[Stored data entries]

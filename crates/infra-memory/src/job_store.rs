// In-Memory JobStore Implementation

use async_trait::async_trait;
use std::collections::HashMap;
use std::sync::{Arc, PoisonError, RwLock};
use tfdeploy_core::domain::{JobId, JobRecord, JobStatus};
use tfdeploy_core::error::{AppError, Result};
use tfdeploy_core::port::{JobStore, TimeProvider};
use tracing::debug;

fn poisoned<T>(_: PoisonError<T>) -> AppError {
    AppError::Internal("job store lock poisoned".to_string())
}

fn not_found(job_id: &JobId) -> AppError {
    AppError::NotFound(format!("job {}", job_id))
}

/// Lock-guarded map of job records.
///
/// Every operation holds the lock for one lookup or one record swap and never
/// across an `.await`, so pollers and workers only contend for that long.
pub struct MemoryJobStore {
    jobs: RwLock<HashMap<JobId, JobRecord>>,
    time_provider: Arc<dyn TimeProvider>,
}

impl MemoryJobStore {
    pub fn new(time_provider: Arc<dyn TimeProvider>) -> Self {
        Self {
            jobs: RwLock::new(HashMap::new()),
            time_provider,
        }
    }

    pub fn len(&self) -> Result<usize> {
        Ok(self.jobs.read().map_err(poisoned)?.len())
    }

    pub fn is_empty(&self) -> Result<bool> {
        Ok(self.len()? == 0)
    }
}

#[async_trait]
impl JobStore for MemoryJobStore {
    async fn create(&self, record: JobRecord) -> Result<()> {
        let mut jobs = self.jobs.write().map_err(poisoned)?;
        if jobs.contains_key(&record.job_id) {
            return Err(AppError::Conflict(format!(
                "job {} already exists",
                record.job_id
            )));
        }
        debug!(job_id = %record.job_id, "Job record created");
        jobs.insert(record.job_id.clone(), record);
        Ok(())
    }

    async fn set_status(
        &self,
        job_id: &JobId,
        status: JobStatus,
        message: String,
        details: Option<String>,
    ) -> Result<JobRecord> {
        let now = self.time_provider.now_millis();
        let mut jobs = self.jobs.write().map_err(poisoned)?;
        let record = jobs.get_mut(job_id).ok_or_else(|| not_found(job_id))?;

        // Transition on a copy so a rejected transition leaves the stored record untouched
        let mut next = record.clone();
        next.transition(status, message, details, now)?;
        *record = next.clone();

        debug!(job_id = %job_id, status = %status, "Job status updated");
        Ok(next)
    }

    async fn get(&self, job_id: &JobId) -> Result<JobRecord> {
        self.jobs
            .read()
            .map_err(poisoned)?
            .get(job_id)
            .cloned()
            .ok_or_else(|| not_found(job_id))
    }

    async fn count_by_status(&self, status: JobStatus) -> Result<usize> {
        Ok(self
            .jobs
            .read()
            .map_err(poisoned)?
            .values()
            .filter(|r| r.status == status)
            .count())
    }
}
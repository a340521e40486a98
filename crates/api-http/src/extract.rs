//! Deploy body extractor
//!
//! Browsers post `FormData` (multipart), scripts post urlencoded forms or JSON.
//! All three land in the same `DeployForm`.

use axum::extract::{FromRequest, Multipart, Request};
use axum::http::header::CONTENT_TYPE;
use axum::{Form, Json};

use crate::error::ApiError;
use crate::types::DeployForm;

pub struct DeployPayload(pub DeployForm);

impl<S> FromRequest<S> for DeployPayload
where
    S: Send + Sync,
{
    type Rejection = ApiError;

    async fn from_request(req: Request, state: &S) -> Result<Self, Self::Rejection> {
        let content_type = req
            .headers()
            .get(CONTENT_TYPE)
            .and_then(|v| v.to_str().ok())
            .unwrap_or_default()
            .to_ascii_lowercase();

        if content_type.starts_with("application/json") {
            let Json(form) = Json::<DeployForm>::from_request(req, state)
                .await
                .map_err(|e| ApiError::BadRequest(e.body_text()))?;
            return Ok(Self(form));
        }

        if content_type.starts_with("multipart/form-data") {
            let multipart = Multipart::from_request(req, state)
                .await
                .map_err(|e| ApiError::BadRequest(e.body_text()))?;
            return read_multipart(multipart).await.map(Self);
        }

        let Form(form) = Form::<DeployForm>::from_request(req, state)
            .await
            .map_err(|e| ApiError::BadRequest(e.body_text()))?;
        Ok(Self(form))
    }
}

async fn read_multipart(mut multipart: Multipart) -> Result<DeployForm, ApiError> {
    let mut form = DeployForm::default();
    while let Some(field) = multipart
        .next_field()
        .await
        .map_err(|e| ApiError::BadRequest(e.body_text()))?
    {
        let name = field.name().unwrap_or_default().to_string();
        if name != "tf_code" && name != "do_token" {
            continue;
        }
        let value = field
            .text()
            .await
            .map_err(|e| ApiError::BadRequest(e.body_text()))?;
        match name.as_str() {
            "tf_code" => form.tf_code = Some(value),
            _ => form.do_token = Some(value),
        }
    }
    Ok(form)
}
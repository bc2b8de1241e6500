//! SQL schema for the leafbook SQLite store.
//!
//! Executed once at connection startup. Older catalogue layouts are not
//! migrated; `PRAGMA user_version` records which layout a file holds.

/// Full schema DDL; idempotent thanks to `CREATE TABLE IF NOT EXISTS`.
pub const SCHEMA: &str = "
PRAGMA foreign_keys = ON;

CREATE TABLE IF NOT EXISTS plants (
    id               INTEGER PRIMARY KEY AUTOINCREMENT,
    name             TEXT NOT NULL CHECK (length(trim(name)) > 0),
    family           TEXT NOT NULL CHECK (length(trim(family)) > 0),
    age_months       INTEGER,         -- NULL when unknown
    image_path       TEXT,            -- the three image columns are set together
    image_media_type TEXT,
    image_hash       TEXT,
    created_at       TEXT NOT NULL,   -- RFC 3339 UTC; store-assigned
    last_leaf_at     TEXT             -- MAX(leaf_events.appeared_at) for the plant
);

-- Leaf events are strictly append-only.
CREATE TABLE IF NOT EXISTS leaf_events (
    id          INTEGER PRIMARY KEY AUTOINCREMENT,
    plant_id    INTEGER NOT NULL REFERENCES plants(id),
    appeared_at TEXT NOT NULL
);

CREATE INDEX IF NOT EXISTS plants_name_idx      ON plants(name);
CREATE INDEX IF NOT EXISTS leaf_events_plant_idx ON leaf_events(plant_id, appeared_at);

PRAGMA user_version = 1;
";
//! Error types for `leafbook-core`.

use thiserror::Error;

#[derive(Debug, Error)]
pub enum Error {
  /// A required field was missing or empty.
  #[error("invalid input: {0}")]
  Validation(String),

  #[error("no plant found with id {0}")]
  PlantNotFound(i64),
}

pub type Result<T, E = Error> = std::result::Result<T, E>;
//! Error type for `leafbook-media`.

use std::path::PathBuf;

use thiserror::Error;

#[derive(Debug, Error)]
pub enum Error {
  #[error("i/o error on {path}: {source}")]
  Io {
    path:   PathBuf,
    #[source]
    source: std::io::Error,
  },

  #[error("image processing error: {0}")]
  Image(#[from] image::ImageError),

  #[error("viewer {command:?} failed: {reason}")]
  Viewer { command: String, reason: String },
}

impl Error {
  pub(crate) fn io(path: impl Into<PathBuf>) -> impl FnOnce(std::io::Error) -> Self {
    let path = path.into();
    move |source| Self::Io { path, source }
  }
}

pub type Result<T, E = Error> = std::result::Result<T, E>;
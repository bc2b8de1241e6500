//! Runtime configuration, read from an optional TOML file and `LEAFBOOK_*`
//! environment variables.

use std::{
  fs,
  path::{Path, PathBuf},
};

use anyhow::Context as _;
use serde::Deserialize;

/// Storage locations and external programs used by the CLI.
#[derive(Debug, Clone, PartialEq, Eq, Deserialize)]
#[serde(default)]
pub struct Settings {
  pub database_path:  PathBuf,
  /// Where normalised plant photos are written.
  pub image_dir:      PathBuf,
  /// Where reports and CSV exports are written.
  pub report_dir:     PathBuf,
  /// Program launched with an image path by `show-image`.
  pub viewer_command: String,
}

impl Default for Settings {
  fn default() -> Self {
    Self {
      database_path:  PathBuf::from("data/plants.db"),
      image_dir:      PathBuf::from("data/images"),
      report_dir:     PathBuf::from("data/reports"),
      viewer_command: "xdg-open".to_owned(),
    }
  }
}

impl Settings {
  /// Layer defaults, the config file at `path` (if it exists) and the
  /// environment, in increasing order of precedence.
  pub fn load(path: &Path) -> anyhow::Result<Self> {
    let raw = config::Config::builder()
      .add_source(config::File::from(path).required(false))
      .add_source(config::Environment::with_prefix("LEAFBOOK"))
      .build()
      .with_context(|| format!("failed to read config file {}", path.display()))?;

    let settings: Settings = raw
      .try_deserialize()
      .context("failed to deserialise settings")?;

    Ok(settings.expanded())
  }

  fn expanded(self) -> Self {
    Self {
      database_path: expand_tilde(&self.database_path),
      image_dir: expand_tilde(&self.image_dir),
      report_dir: expand_tilde(&self.report_dir),
      viewer_command: self.viewer_command,
    }
  }

  /// Create the data directories if they are missing.
  pub fn ensure_dirs(&self) -> anyhow::Result<()> {
    let db_dir = self.database_path.parent().filter(|p| !p.as_os_str().is_empty());
    for dir in db_dir.into_iter().chain([self.image_dir.as_path(), self.report_dir.as_path()]) {
      fs::create_dir_all(dir)
        .with_context(|| format!("failed to create directory {}", dir.display()))?;
    }
    Ok(())
  }
}

/// Expand a leading `~` to the user's home directory.
fn expand_tilde(path: &Path) -> PathBuf {
  let s = path.to_string_lossy();
  if let Some(rest) = s.strip_prefix("~/")
    && let Ok(home) = std::env::var("HOME")
  {
    return PathBuf::from(home).join(rest);
  }
  path.to_path_buf()
}
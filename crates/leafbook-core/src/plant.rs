//! Plant records and the merge-update rule.
//!
//! A plant is created once and afterwards only changed through a
//! [`PlantPatch`]. A patch carries exactly the fields the user supplied;
//! everything it leaves out keeps its persisted value.

use chrono::{DateTime, Utc};
use serde::{Deserialize, Serialize};

use crate::{Error, Result};

// ─── Image reference ─────────────────────────────────────────────────────────

/// A normalised plant photo stored on disk; no image bytes live in the
/// database.
#[derive(Debug, Clone, PartialEq, Eq, Serialize, Deserialize)]
pub struct ImageRef {
  /// Location of the stored file.
  pub path:         String,
  pub media_type:   String,
  /// SHA-256 hex digest of the stored bytes.
  pub content_hash: String,
}

// ─── Plant ───────────────────────────────────────────────────────────────────

/// A catalogued plant as persisted by a [`crate::store::PlantStore`].
#[derive(Debug, Clone, PartialEq, Serialize, Deserialize)]
pub struct Plant {
  /// Store-assigned; never changes after creation.
  pub id:           i64,
  pub name:         String,
  pub family:       String,
  pub age_months:   Option<u32>,
  pub image:        Option<ImageRef>,
  /// Store-assigned; never changes after creation.
  pub created_at:   DateTime<Utc>,
  /// Latest recorded leaf appearance, maintained by the store.
  pub last_leaf_at: Option<DateTime<Utc>>,
}

impl Plant {
  /// Apply `patch` on top of `self`: supplied fields replace, absent fields
  /// keep their current value. Identity and store-maintained timestamps are
  /// never touched.
  pub fn merged(&self, patch: &PlantPatch) -> Result<Plant> {
    patch.validate()?;

    Ok(Plant {
      id:           self.id,
      name:         patch
        .name
        .as_deref()
        .map(normalize)
        .unwrap_or_else(|| self.name.clone()),
      family:       patch
        .family
        .as_deref()
        .map(normalize)
        .unwrap_or_else(|| self.family.clone()),
      age_months:   patch.age_months.or(self.age_months),
      image:        patch.image.clone().or_else(|| self.image.clone()),
      created_at:   self.created_at,
      last_leaf_at: self.last_leaf_at,
    })
  }
}

// ─── NewPlant ────────────────────────────────────────────────────────────────

/// Input to [`crate::store::PlantStore::insert_plant`].
/// `id` and `created_at` are always set by the store.
#[derive(Debug, Clone, PartialEq)]
pub struct NewPlant {
  pub name:       String,
  pub family:     String,
  pub age_months: Option<u32>,
  pub image:      Option<ImageRef>,
}

impl NewPlant {
  /// Validate and build a new plant. Name and family must be non-empty.
  pub fn new(
    name: &str,
    family: &str,
    age_months: Option<u32>,
    image: Option<ImageRef>,
  ) -> Result<Self> {
    Ok(Self {
      name: required("name", name)?,
      family: required("family", family)?,
      age_months,
      image,
    })
  }
}

// ─── PlantPatch ──────────────────────────────────────────────────────────────

/// A partial update. `None` means "not supplied", never "clear".
#[derive(Debug, Clone, Default, PartialEq)]
pub struct PlantPatch {
  pub name:       Option<String>,
  pub family:     Option<String>,
  pub age_months: Option<u32>,
  pub image:      Option<ImageRef>,
}

impl PlantPatch {
  pub fn is_empty(&self) -> bool {
    self.name.is_none()
      && self.family.is_none()
      && self.age_months.is_none()
      && self.image.is_none()
  }

  /// A supplied name or family must still be non-empty.
  pub fn validate(&self) -> Result<()> {
    if let Some(name) = &self.name {
      required("name", name)?;
    }
    if let Some(family) = &self.family {
      required("family", family)?;
    }
    Ok(())
  }
}

fn normalize(s: &str) -> String { s.trim().to_owned() }

fn required(field: &str, value: &str) -> Result<String> {
  let value = normalize(value);
  if value.is_empty() {
    return Err(Error::Validation(format!("plant {field} is required")));
  }
  Ok(value)
}

#[cfg(test)]
mod tests {
  use chrono::TimeZone;

  use super::*;

  fn rose() -> Plant {
    Plant {
      id:           7,
      name:         "Rose".into(),
      family:       "Unknown".into(),
      age_months:   Some(5),
      image:        Some(ImageRef {
        path:         "data/images/Rose-0a1b2c3d4e5f.jpg".into(),
        media_type:   "image/jpeg".into(),
        content_hash: "0a1b2c3d4e5f".into(),
      }),
      created_at:   Utc.with_ymd_and_hms(2024, 3, 1, 12, 0, 0).unwrap(),
      last_leaf_at: Some(Utc.with_ymd_and_hms(2024, 4, 2, 0, 0, 0).unwrap()),
    }
  }

  #[test]
  fn new_plant_requires_name_and_family() {
    assert!(matches!(
      NewPlant::new("", "Araceae", None, None),
      Err(Error::Validation(_))
    ));
    assert!(matches!(
      NewPlant::new("Monstera", "   ", None, None),
      Err(Error::Validation(_))
    ));
  }

  #[test]
  fn new_plant_trims_text_fields() {
    let p = NewPlant::new("  Monstera ", "Araceae\n", Some(14), None).unwrap();
    assert_eq!(p.name, "Monstera");
    assert_eq!(p.family, "Araceae");
    assert_eq!(p.age_months, Some(14));
  }

  #[test]
  fn merge_replaces_only_supplied_fields() {
    let existing = rose();
    let patch = PlantPatch {
      family: Some("Rosaceae".into()),
      ..Default::default()
    };

    let updated = existing.merged(&patch).unwrap();

    assert_eq!(updated.name, "Rose");
    assert_eq!(updated.family, "Rosaceae");
    assert_eq!(updated.age_months, Some(5));
    assert_eq!(updated.image, existing.image);
  }

  #[test]
  fn empty_patch_is_identity() {
    let existing = rose();
    let patch = PlantPatch::default();
    assert!(patch.is_empty());
    assert_eq!(existing.merged(&patch).unwrap(), existing);
  }

  #[test]
  fn merge_never_touches_store_fields() {
    let existing = rose();
    let patch = PlantPatch {
      name:       Some("Dog Rose".into()),
      family:     Some("Rosaceae".into()),
      age_months: Some(12),
      image:      None,
    };

    let updated = existing.merged(&patch).unwrap();

    assert_eq!(updated.id, existing.id);
    assert_eq!(updated.created_at, existing.created_at);
    assert_eq!(updated.last_leaf_at, existing.last_leaf_at);
    assert_eq!(updated.age_months, Some(12));
    assert_eq!(updated.image, existing.image);
  }

  #[test]
  fn merge_rejects_blank_supplied_name() {
    let patch = PlantPatch {
      name: Some("  ".into()),
      ..Default::default()
    };
    assert!(matches!(rose().merged(&patch), Err(Error::Validation(_))));
  }

  #[test]
  fn merge_adds_image_to_plant_without_one() {
    let mut existing = rose();
    existing.image = None;
    let image = ImageRef {
      path:         "data/images/new.jpg".into(),
      media_type:   "image/jpeg".into(),
      content_hash: "ff".into(),
    };
    let patch = PlantPatch {
      image: Some(image.clone()),
      ..Default::default()
    };

    assert_eq!(existing.merged(&patch).unwrap().image, Some(image));
  }
}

GOAL OF THE EXERCISE:
Of all the entries above, repeat only the lines from the line that has "let value = field" to the line that has "CREATE INDEX IF NOT EXISTS plants_name_idx", both lines included, exactly.

OUTPUT FOR THIS TASK:
        let value = field
            .text()
            .await
            .map_err(|e| ApiError::BadRequest(e.body_text()))?;
        match name.as_str() {
            "tf_code" => form.tf_code = Some(value),
            _ => form.do_token = Some(value),
        }
    }
    Ok(form)
}
repository bc2b8de1241e6500
//! SQL schema for the leafbook SQLite store.
//!
//! Executed once at connection startup. Older catalogue layouts are not
//! migrated; `PRAGMA user_version` records which layout a file holds.

/// Full schema DDL; idempotent thanks to `CREATE TABLE IF NOT EXISTS`.
pub const SCHEMA: &str = "
PRAGMA foreign_keys = ON;

CREATE TABLE IF NOT EXISTS plants (
    id               INTEGER PRIMARY KEY AUTOINCREMENT,
    name             TEXT NOT NULL CHECK (length(trim(name)) > 0),
    family           TEXT NOT NULL CHECK (length(trim(family)) > 0),
    age_months       INTEGER,         -- NULL when unknown
    image_path       TEXT,            -- the three image columns are set together
    image_media_type TEXT,
    image_hash       TEXT,
    created_at       TEXT NOT NULL,   -- RFC 3339 UTC; store-assigned
    last_leaf_at     TEXT             -- MAX(leaf_events.appeared_at) for the plant
);

-- Leaf events are strictly append-only.
CREATE TABLE IF NOT EXISTS leaf_events (
    id          INTEGER PRIMARY KEY AUTOINCREMENT,
    plant_id    INTEGER NOT NULL REFERENCES plants(id),
    appeared_at TEXT NOT NULL
);

CREATE INDEX IF NOT EXISTS plants_name_idx      ON plants(name);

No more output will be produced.